The results from the MH method and the logistic regression method were further confirmed through Rasch analysis for detecting DIF. Only one item on the RCI-pilot, item 2, showed uniform DIF by Rasch analysis. No items on the RCI-Final showed uniform DIF through Rasch analysis. Overall, the results from these three DIF detection methods indicate that there is strong evidence for the internal structure validity of the RCI-Final. No items showed uniform DIF, and there wasn’t enough evidence to support nonuniform DIF. This suggests that the RCI-Final is a fair assessment that does not discriminate one subgroup over the other.
         
      
      
        Evidence for reliability
        Obtaining reliability evidence is situation specific (American Educational Research Association et al., 2014). Reliability evidence for the RCI-Pilot and the RCI-Final data was obtained using McDonald's omega values. It has been argued that internal consistency reliability values like Cronbach's alpha, which was commonly used, may not be a suitable reliability measure for concept inventories (Adams and Wieman, 2011). Other studies in which concept inventories have been developed have reported low internal consistency values (Bretz and Linenberger, 2012; McClary and Bretz, 2012). These studies argue that concept inventories measure student conceptual understanding, which is usually not coherent, so measures like Cronbach's alpha that are designed to elicit a highly connected structure, will be expectedly low.
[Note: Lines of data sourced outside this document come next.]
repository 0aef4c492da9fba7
//! Spreadsheet row mapper.

use std::collections::BTreeSet;

use super::cell::Cell;
use super::cost_code::normalize_cost_code;
use super::layout::{ColumnLayout, Field};
use super::numeric::normalize;
use super::types::BudgetLineItem;

/// A mapped row before the formula engine runs.
#[derive(Debug, Clone, PartialEq, Eq)]
pub struct BudgetLineDraft {
    /// Values read straight from the sheet, numbers normalized leniently.
    pub item: BudgetLineItem,
    /// Fields whose source cell was non-blank.
    pub provided: BTreeSet<Field>,
}

impl BudgetLineDraft {
    /// Whether the sheet supplied a value for `field`.
    #[must_use]
    pub fn is_provided(&self, field: Field) -> bool {
        self.provided.contains(&field)
    }
}

/// Maps raw rows to budget line drafts using a column layout.
#[derive(Debug, Clone)]
pub struct RowMapper<'a> {
    layout: &'a ColumnLayout,
}

impl<'a> RowMapper<'a> {
    /// Creates a mapper over `layout`.
    #[must_use]
    pub const fn new(layout: &'a ColumnLayout) -> Self {
        Self { layout }
    }

    /// Maps one row, or returns `None` when the line item number is blank.
    #[must_use]
    pub fn map_row(&self, row: &[Cell]) -> Option<BudgetLineDraft> {
        let number = self.layout.cell(row, Field::LineItemNumber).text();
        if number.is_empty() {
            return None;
        }

        let provided: BTreeSet<Field> = self
            .layout
            .fields()
            .into_iter()
            .map(|(field, _)| field)
            .filter(|field| !self.layout.cell(row, *field).is_blank())
            .collect();

        let text = |field: Field| self.layout.cell(row, field).text();
        let number_of = |field: Field| normalize(self.layout.cell(row, field));

        let notes = text(Field::Notes);
        let item = BudgetLineItem {
            line_item_number: number,
            line_item_name: text(Field::LineItemName),
            cost_code: normalize_cost_code(&text(Field::CostCode)),
            unconverted_unit_of_measure: text(Field::UnconvertedUnitOfMeasure),
            unconverted_qty: number_of(Field::UnconvertedQty),
            converted_unit_of_measure: text(Field::ConvertedUnitOfMeasure),
            converted_qty: number_of(Field::ConvertedQty),
            conversion_factor: number_of(Field::ConversionFactor),
            unit_cost: number_of(Field::UnitCost),
            unit_total: number_of(Field::UnitTotal),
            production_rate: number_of(Field::ProductionRate),
            hours: number_of(Field::Hours),
            labor_cost: number_of(Field::LaborCost),
            equipment_cost: number_of(Field::EquipmentCost),
            trucking_cost: number_of(Field::TruckingCost),
            dump_fees_cost: number_of(Field::DumpFeesCost),
            material_cost: number_of(Field::MaterialCost),
            subcontractor_cost: number_of(Field::SubcontractorCost),
            budget_total: number_of(Field::BudgetTotal),
            billing: number_of(Field::Billing),
            actual_qty: number_of(Field::ActualQty),
            actual_conv_qty: number_of(Field::ActualConvQty),
            notes: (!notes.is_empty()).then_some(notes),
            is_group: !provided.contains(&Field::UnconvertedQty)
                && !provided.contains(&Field::ConvertedQty),
        };

        Some(BudgetLineDraft { item, provided })
    }
}
//! Identifier of the project location that owns budget items.

use std::fmt;
use std::str::FromStr;

use serde::{Deserialize, Serialize};
use uuid::Uuid;

/// Unique identifier for a project location.
///
/// Every imported budget item belongs to exactly one location. Serializes as
/// the bare UUID string.
#[derive(Debug, Clone, Copy, PartialEq, Eq, PartialOrd, Ord, Hash, Serialize, Deserialize)]
#[serde(transparent)]
pub struct LocationId(Uuid);

impl LocationId {
    /// Creates a new time-ordered ID (UUID v7).
    #[must_use]
    pub fn new() -> Self {
        Self(Uuid::now_v7())
    }

    /// Wraps an existing UUID.
    #[must_use]
    pub const fn from_uuid(uuid: Uuid) -> Self {
        Self(uuid)
    }

    /// Returns the inner UUID.
    #[must_use]
    pub const fn into_inner(self) -> Uuid {
        self.0
    }
}

impl Default for LocationId {
    fn default() -> Self {
        Self::new()
    }
}

impl From<Uuid> for LocationId {
    fn from(uuid: Uuid) -> Self {
        Self(uuid)
    }
}

impl fmt::Display for LocationId {
    fn fmt(&self, f: &mut fmt::Formatter<'_>) -> fmt::Result {
        fmt::Display::fmt(&self.0, f)
    }
}

impl FromStr for LocationId {
    type Err = uuid::Error;

    fn from_str(s: &str) -> Result<Self, Self::Err> {
        Uuid::parse_str(s.trim()).map(Self)
    }
}

#[cfg(test)]
#[path = "id_tests.rs"]
mod tests;
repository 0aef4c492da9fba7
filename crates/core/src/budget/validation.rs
//! Whole-sheet validation.
//!
//! The validator reads raw rows directly and never stops at the first problem:
//! every row is checked and every error is collected into one report. It is
//! the only authority on whether an import may proceed.
//!
//! Row numbers in the report are spreadsheet row numbers (the header is row
//! 1). Sheet-level problems are reported against row 0, column "File".

use std::collections::HashSet;

use serde::{Deserialize, Serialize};

use super::cell::{is_blank_row, Cell};
use super::cost_code::{allowed_cost_codes_display, is_valid_cost_code};
use super::layout::{ColumnLayout, Field};
use super::numeric::{parse_cell, NumericPolicy};

/// Column name used for sheet-level errors.
pub const FILE_COLUMN: &str = "File";

/// Category of a validation error.
#[derive(Debug, Clone, Copy, PartialEq, Eq, Hash, Serialize, Deserialize)]
#[serde(rename_all = "snake_case")]
pub enum ValidationErrorKind {
    /// The sheet has no rows at all.
    EmptySheet,
    /// No row carried a line item number.
    NoDataRows,
    /// A required cell is blank.
    MissingRequired,
    /// The line item number was already used.
    Duplicate,
    /// The cost code is not on the allow-list.
    InvalidCostCode,
    /// A numeric cell is not a number.
    InvalidNumber,
}

/// One problem found in the sheet.
#[derive(Debug, Clone, PartialEq, Eq, Serialize, Deserialize)]
pub struct ValidationError {
    /// Spreadsheet row number, or 0 for sheet-level errors.
    pub row: usize,
    /// Column header.
    pub column: String,
    /// Human-readable message.
    pub message: String,
    /// Error category.
    pub kind: ValidationErrorKind,
}

impl ValidationError {
    fn new(
        row: usize,
        column: impl Into<String>,
        kind: ValidationErrorKind,
        message: impl Into<String>,
    ) -> Self {
        Self {
            row,
            column: column.into(),
            message: message.into(),
            kind,
        }
    }
}

/// Outcome of validating a sheet.
#[derive(Debug, Clone, PartialEq, Eq, Serialize, Deserialize)]
#[serde(rename_all = "camelCase")]
pub struct ValidationResult {
    /// True when `errors` is empty.
    pub is_valid: bool,
    /// Every error, in row order.
    pub errors: Vec<ValidationError>,
    /// Non-fatal findings.
    pub warnings: Vec<String>,
    /// Rows with a line item number.
    pub row_count: usize,
}

impl ValidationResult {
    /// The report for a sheet with no rows.
    #[must_use]
    pub fn empty_sheet() -> Self {
        Self {
            is_valid: false,
            errors: vec![ValidationError::new(
                0,
                FILE_COLUMN,
                ValidationErrorKind::EmptySheet,
                "The file is empty",
            )],
            warnings: Vec::new(),
            row_count: 0,
        }
    }

    /// Errors reported for one spreadsheet row.
    pub fn errors_for_row(&self, row: usize) -> impl Iterator<Item = &ValidationError> {
        self.errors.iter().filter(move |error| error.row == row)
    }

    /// Number of errors of the given kind.
    #[must_use]
    pub fn count_of(&self, kind: ValidationErrorKind) -> usize {
        self.errors.iter().filter(|error| error.kind == kind).count()
    }
}

/// Validates raw sheets against a column layout.
#[derive(Debug, Clone)]
pub struct SheetValidator<'a> {
    layout: &'a ColumnLayout,
}

impl<'a> SheetValidator<'a> {
    /// Creates a validator for `layout`.
    #[must_use]
    pub const fn new(layout: &'a ColumnLayout) -> Self {
        Self { layout }
    }

    /// Validates a whole sheet; row 0 is the header.
    #[must_use]
    pub fn validate(&self, sheet: &[Vec<Cell>]) -> ValidationResult {
        let Some(header) = sheet.first() else {
            return ValidationResult::empty_sheet();
        };

        let mut errors = Vec::new();
        let mut warnings = Vec::new();
        let mut seen = HashSet::new();
        let mut row_count = 0;

        let header_width = header
            .iter()
            .rposition(|cell| !cell.is_blank())
            .map_or(0, |last| last + 1);
        let expected = self.layout.width();
        if header_width < expected {
            warnings.push(format!(
                "Header row has {header_width} columns; the {} layout expects {expected}",
                self.layout.name()
            ));
        }

        let numeric_fields = self.layout.numeric_fields();

        for (index, row) in sheet.iter().enumerate().skip(1) {
            let row_number = index + 1;
            if is_blank_row(row) {
                continue;
            }

            let number_cell = self.layout.cell(row, Field::LineItemNumber);
            if number_cell.is_blank() {
                errors.push(missing(row_number, Field::LineItemNumber));
                continue;
            }

            row_count += 1;

            let number = number_cell.text();
            if !seen.insert(number.clone()) {
                errors.push(ValidationError::new(
                    row_number,
                    Field::LineItemNumber.header(),
                    ValidationErrorKind::Duplicate,
                    format!("Duplicate line item number \"{number}\""),
                ));
            }

            let cost_code = self.layout.cell(row, Field::CostCode);
            if cost_code.is_blank() {
                errors.push(missing(row_number, Field::CostCode));
            } else if !is_valid_cost_code(&cost_code.text()) {
                errors.push(ValidationError::new(
                    row_number,
                    Field::CostCode.header(),
                    ValidationErrorKind::InvalidCostCode,
                    format!(
                        "Invalid cost code \"{}\". Must be one of: {}",
                        cost_code.text(),
                        allowed_cost_codes_display()
                    ),
                ));
            }

            for field in &numeric_fields {
                let cell = self.layout.cell(row, *field);
                if let Err(err) = parse_cell(cell, NumericPolicy::ReportError) {
                    errors.push(ValidationError::new(
                        row_number,
                        field.header(),
                        ValidationErrorKind::InvalidNumber,
                        err.to_string(),
                    ));
                }
            }
        }

        if row_count == 0 {
            errors.push(ValidationError::new(
                0,
                FILE_COLUMN,
                ValidationErrorKind::NoDataRows,
                "No valid data rows found",
            ));
        }

        ValidationResult {
            is_valid: errors.is_empty(),
            errors,
            warnings,
            row_count,
        }
    }
}

fn missing(row: usize, field: Field) -> ValidationError {
    ValidationError::new(
        row,
        field.header(),
        ValidationErrorKind::MissingRequired,
        format!("{} is required but missing", field.header()),
    )
}

#[cfg(test)]
mod tests {
    use super::*;

    fn row(cells: &[&str]) -> Vec<Cell> {
        cells.iter().map(|c| Cell::from(*c)).collect()
    }

    fn header() -> Vec<Cell> {
        ColumnLayout::generic()
            .template_columns()
            .iter()
            .map(|column| Cell::from(column.header))
            .collect()
    }

    fn validate(sheet: &[Vec<Cell>]) -> ValidationResult {
        let layout = ColumnLayout::generic();
        SheetValidator::new(&layout).validate(sheet)
    }

    #[test]
    fn test_empty_sheet() {
        let result = validate(&[]);
        assert!(!result.is_valid);
        assert_eq!(result.row_count, 0);
        assert_eq!(result.errors.len(), 1);
        assert_eq!(result.errors[0].row, 0);
        assert_eq!(result.errors[0].column, "File");
        assert!(result.errors[0].message.contains("empty"));
        assert!(result.warnings.is_empty());
    }

    #[test]
    fn test_valid_sheet() {
        let result = validate(&[
            header(),
            row(&["1", "Mobilize", "LS", "1", "", "5000", "", "Mobilization"]),
            row(&["2", "Slab", "SF", "$1,200", "", "(4.50)", "", "concrete"]),
        ]);
        assert!(result.is_valid, "{:?}", result.errors);
        assert_eq!(result.row_count, 2);
        assert!(result.warnings.is_empty());
    }

    #[test]
    fn test_header_only_has_no_data_rows() {
        let result = validate(&[header()]);
        assert!(!result.is_valid);
        assert_eq!(result.count_of(ValidationErrorKind::NoDataRows), 1);
        assert_eq!(result.errors[0].message, "No valid data rows found");
    }

    #[test]
    fn test_missing_number_with_other_data() {
        let result = validate(&[
            header(),
            row(&["", "Some Name", "EA", "abc", "", "", "", "nonsense"]),
            row(&["1", "Ok", "EA", "1", "", "", "", "Concrete"]),
        ]);
        let row_errors: Vec<_> = result.errors_for_row(2).collect();
        assert_eq!(row_errors.len(), 1);
        assert_eq!(row_errors[0].column, "Line Item Number");
        assert_eq!(row_errors[0].kind, ValidationErrorKind::MissingRequired);
        assert_eq!(result.row_count, 1);
    }

    #[test]
    fn test_blank_separator_rows_are_skipped() {
        let result = validate(&[
            header(),
            row(&["", "", "  "]),
            vec![],
            row(&["1", "Ok", "EA", "1", "", "", "", "Concrete"]),
        ]);
        assert!(result.is_valid);
        assert_eq!(result.row_count, 1);
    }

    #[test]
    fn test_duplicate_reported_on_second_occurrence() {
        let result = validate(&[
            header(),
            row(&["5", "A", "EA", "1", "", "", "", "Concrete"]),
            row(&["6", "B", "EA", "1", "", "", "", "Concrete"]),
            row(&[" 5 ", "C", "EA", "1", "", "", "", "Concrete"]),
        ]);
        assert_eq!(result.count_of(ValidationErrorKind::Duplicate), 1);
        let duplicate = result
            .errors
            .iter()
            .find(|e| e.kind == ValidationErrorKind::Duplicate)
            .unwrap();
        assert_eq!(duplicate.row, 4);
        assert_eq!(result.row_count, 3);
    }

    #[test]
    fn test_cost_code_rules() {
        let result = validate(&[
            header(),
            row(&["1", "A", "EA", "1", "", "", "", ""]),
            row(&["2", "B", "EA", "1", "", "", "", "Rebar"]),
            row(&["3", "C", "EA", "1", "", "", "", " ASPHALT "]),
        ]);
        let missing: Vec<_> = result.errors_for_row(2).collect();
        assert_eq!(missing.len(), 1);
        assert_eq!(missing[0].message, "Cost Code is required but missing");

        let invalid: Vec<_> = result.errors_for_row(3).collect();
        assert_eq!(invalid.len(), 1);
        assert_eq!(invalid[0].kind, ValidationErrorKind::InvalidCostCode);
        assert!(invalid[0].message.contains("\"Rebar\""));
        assert!(invalid[0].message.contains("Base/Grading"));

        assert_eq!(result.errors_for_row(4).count(), 0);
    }

    #[test]
    fn test_invalid_numbers_are_all_reported() {
        let result = validate(&[
            header(),
            row(&["1", "A", "EA", "ten", "", "12.5x", "", "Concrete", "", "", "", "", "", "$5"]),
        ]);
        let columns: Vec<_> = result
            .errors_for_row(2)
            .filter(|e| e.kind == ValidationErrorKind::InvalidNumber)
            .map(|e| e.column.as_str())
            .collect();
        assert_eq!(columns, vec!["Quantity", "Unit Cost"]);
        assert_eq!(result.errors[0].message, "Invalid number format: \"ten\"");
    }

    #[test]
    fn test_short_header_is_a_warning() {
        let result = validate(&[
            row(&["Line Item Number", "Line Item Name"]),
            row(&["1", "A", "EA", "1", "", "", "", "Concrete"]),
        ]);
        assert!(result.is_valid);
        assert_eq!(result.warnings.len(), 1);
        assert!(result.warnings[0].contains("expects 20"));
    }

    #[test]
    fn test_errors_accumulate_across_rows() {
        let result = validate(&[
            header(),
            row(&["1", "A", "EA", "x", "", "", "", "Concrete"]),
            row(&["", "orphan"]),
            row(&["1", "B", "EA", "1", "", "", "", "bogus"]),
        ]);
        assert!(!result.is_valid);
        assert_eq!(result.errors.len(), 4);
        assert_eq!(result.row_count, 2);
    }

    #[test]
    fn test_report_serializes_camel_case() {
        let json = serde_json::to_value(validate(&[])).unwrap();
        assert_eq!(json["isValid"], false);
        assert_eq!(json["rowCount"], 0);
        assert_eq!(json["errors"][0]["column"], "File");
        assert_eq!(json["errors"][0]["kind"], "empty_sheet");
    }
}
//! Core budget import logic for SiteBudget.
//!
//! This crate turns raw spreadsheet cells into validated, fully computed
//! budget line items. It has no file-format or storage dependencies; callers
//! hand it a sheet of [`budget::Cell`] rows and a [`budget::BudgetItemStore`].
//!
//! # Modules
//!
//! - `budget` - Cell normalization, column layouts, validation, formulas and import

pub mod budget;
//! Application configuration management.

use std::collections::BTreeMap;

use rust_decimal::Decimal;
use serde::Deserialize;

use crate::error::AppResult;

/// Hourly labor rate applied when no deployment value is configured.
pub const DEFAULT_LABOR_RATE: Decimal = Decimal::from_parts(80, 0, 0, false, 0);

/// Application configuration.
#[derive(Debug, Clone, Default, Deserialize)]
pub struct AppConfig {
    /// Budget import configuration.
    #[serde(default)]
    pub import: ImportSettings,
}

/// Budget import configuration.
///
/// Policy and layout are kept as plain names here; the core crate resolves
/// them and rejects unknown values.
#[derive(Debug, Clone, Deserialize)]
pub struct ImportSettings {
    /// Labor cost per hour used by the formula engine.
    #[serde(default = "default_labor_rate")]
    pub labor_rate: Decimal,
    /// Whether precomputed sheet values win over formulas (`recompute` or `prefer_sheet`).
    #[serde(default = "default_formula_policy")]
    pub formula_policy: String,
    /// Column layout name (`generic`, `project_v1`, `project_v2`).
    #[serde(default = "default_layout")]
    pub layout: String,
    /// Custom field key to zero-based column mapping. When non-empty it
    /// replaces the named layout.
    #[serde(default)]
    pub columns: BTreeMap<String, usize>,
}

fn default_labor_rate() -> Decimal {
    DEFAULT_LABOR_RATE
}

fn default_formula_policy() -> String {
    "recompute".to_string()
}

fn default_layout() -> String {
    "generic".to_string()
}

impl Default for ImportSettings {
    fn default() -> Self {
        Self {
            labor_rate: default_labor_rate(),
            formula_policy: default_formula_policy(),
            layout: default_layout(),
            columns: BTreeMap::new(),
        }
    }
}

impl AppConfig {
    /// Loads configuration from environment and config files.
    ///
    /// # Errors
    ///
    /// Returns `AppError::Config` if a source cannot be read or deserialized.
    pub fn load() -> AppResult<Self> {
        let run_mode = std::env::var("RUN_MODE").unwrap_or_else(|_| "development".to_string());

        let config = config::Config::builder()
            .add_source(config::File::with_name("config/default").required(false))
            .add_source(config::File::with_name(&format!("config/{run_mode}")).required(false))
            .add_source(config::Environment::with_prefix("SITEBUDGET").separator("__"))
            .build()?;

        Ok(config.try_deserialize()?)
    }
}

#[cfg(test)]
#[path = "config_tests.rs"]
mod tests;
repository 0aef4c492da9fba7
//! Common types used across the application.

pub mod id;

pub use id::*;
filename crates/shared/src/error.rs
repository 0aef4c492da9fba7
//! Errors raised by budget persistence and configuration.

use thiserror::Error;

use crate::types::LocationId;

/// Result type alias using `AppError`.
pub type AppResult<T> = Result<T, AppError>;

/// Failures outside the import pipeline itself.
#[derive(Debug, Error)]
pub enum AppError {
    /// The location has no stored budget.
    #[error("Location not found: {0}")]
    LocationNotFound(LocationId),

    /// The location has no item with this line item number.
    #[error("Line item '{number}' not found in location {location_id}")]
    LineItemNotFound {
        /// Owning location.
        location_id: LocationId,
        /// Requested line item number.
        number: String,
    },

    /// Configuration could not be loaded.
    #[error("Configuration error: {0}")]
    Config(String),

    /// The backing store rejected or could not complete the operation.
    #[error("Storage error: {0}")]
    Storage(String),
}

impl AppError {
    /// Returns the HTTP status code for this error.
    #[must_use]
    pub const fn status_code(&self) -> u16 {
        match self {
            Self::LocationNotFound(_) | Self::LineItemNotFound { .. } => 404,
            Self::Storage(_) => 503,
            Self::Config(_) => 500,
        }
    }

    /// Returns the error code for API responses.
    #[must_use]
    pub const fn error_code(&self) -> &'static str {
        match self {
            Self::LocationNotFound(_) => "LOCATION_NOT_FOUND",
            Self::LineItemNotFound { .. } => "LINE_ITEM_NOT_FOUND",
            Self::Config(_) => "CONFIG_ERROR",
            Self::Storage(_) => "STORAGE_UNAVAILABLE",
        }
    }

    /// True for lookups that found nothing.
    #[must_use]
    pub const fn is_not_found(&self) -> bool {
        matches!(
            self,
            Self::LocationNotFound(_) | Self::LineItemNotFound { .. }
        )
    }
}

impl From<config::ConfigError> for AppError {
    fn from(err: config::ConfigError) -> Self {
        Self::Config(err.to_string())
    }
}

#[cfg(test)]
#[path = "error_tests.rs"]
mod tests;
An alternative to Cronbach's alpha is McDonald's omega which is conceptually like alpha, but it allows each item to be associated with the common construct affecting the true value of each item to a different extent (Crocker and Algina, 1986). The RCI-Pilot has an internal consistency of 0.62 as measured by the omega coefficient and according to the level of confidence, there is a 95% probability of the true value of omega being found in the resulting interval [0.55, 0.65]. The RCI-Final has an internal consistency of 0.54 as measured by the omega coefficient and according to the level of confidence, there is a 95% probability of the true value of omega being found in the resulting interval [0.43, 0.55]. It has been argued that McDonald's omega is a better estimate of single-administration reliability than Cronbach's alpha, but there is still debate within the chemical education research community as to what are the most appropriate indicators of reliability for concept inventories. We acknowledge the low internal consistency values for the RCI-Pilot and the RCI-Final data, so users of the RCI should interpret their results with this in mind.
        Reliability at the item level was obtained using Rasch analysis through item separation and person separation reliability for both sets of data. The item separation reliability for both RCI-Pilot and RCI-Final data was found to be 0.99 which is well above the acceptable value of 0.8, indicating that is a good spread of items for different person abilities. The person separation reliability for both sets of data were 0.60 and 0.53 respectively which are below the acceptable values of 0.8. This is more difficult to achieve given that it is item dependent (Bond and Fox, 2015). Again, we acknowledge the low person separation reliability, so users of the RCI should interpret the results with this in mind.
      
    
    
      Conclusions
      This study was aimed at obtaining evidence for the quality of the RCI items, validity of the data obtained using the RCI based on internal structure, and reliability of the data obtained with the RCI. Evidence for the quality of the RCI items was supported by obtaining the difficulty and discrimination indices of the RCI-Pilot and RCI-Final items. Modifications were made to the items on the RCI-Pilot based on this information to develop the 14-item RCI-Final. Most of the items on the RCI-Final are within the acceptable ranges of difficulty and discrimination except for two items. Important information regarding student alternate conceptions was still obtained using these two items, so there was evidence to retain the items.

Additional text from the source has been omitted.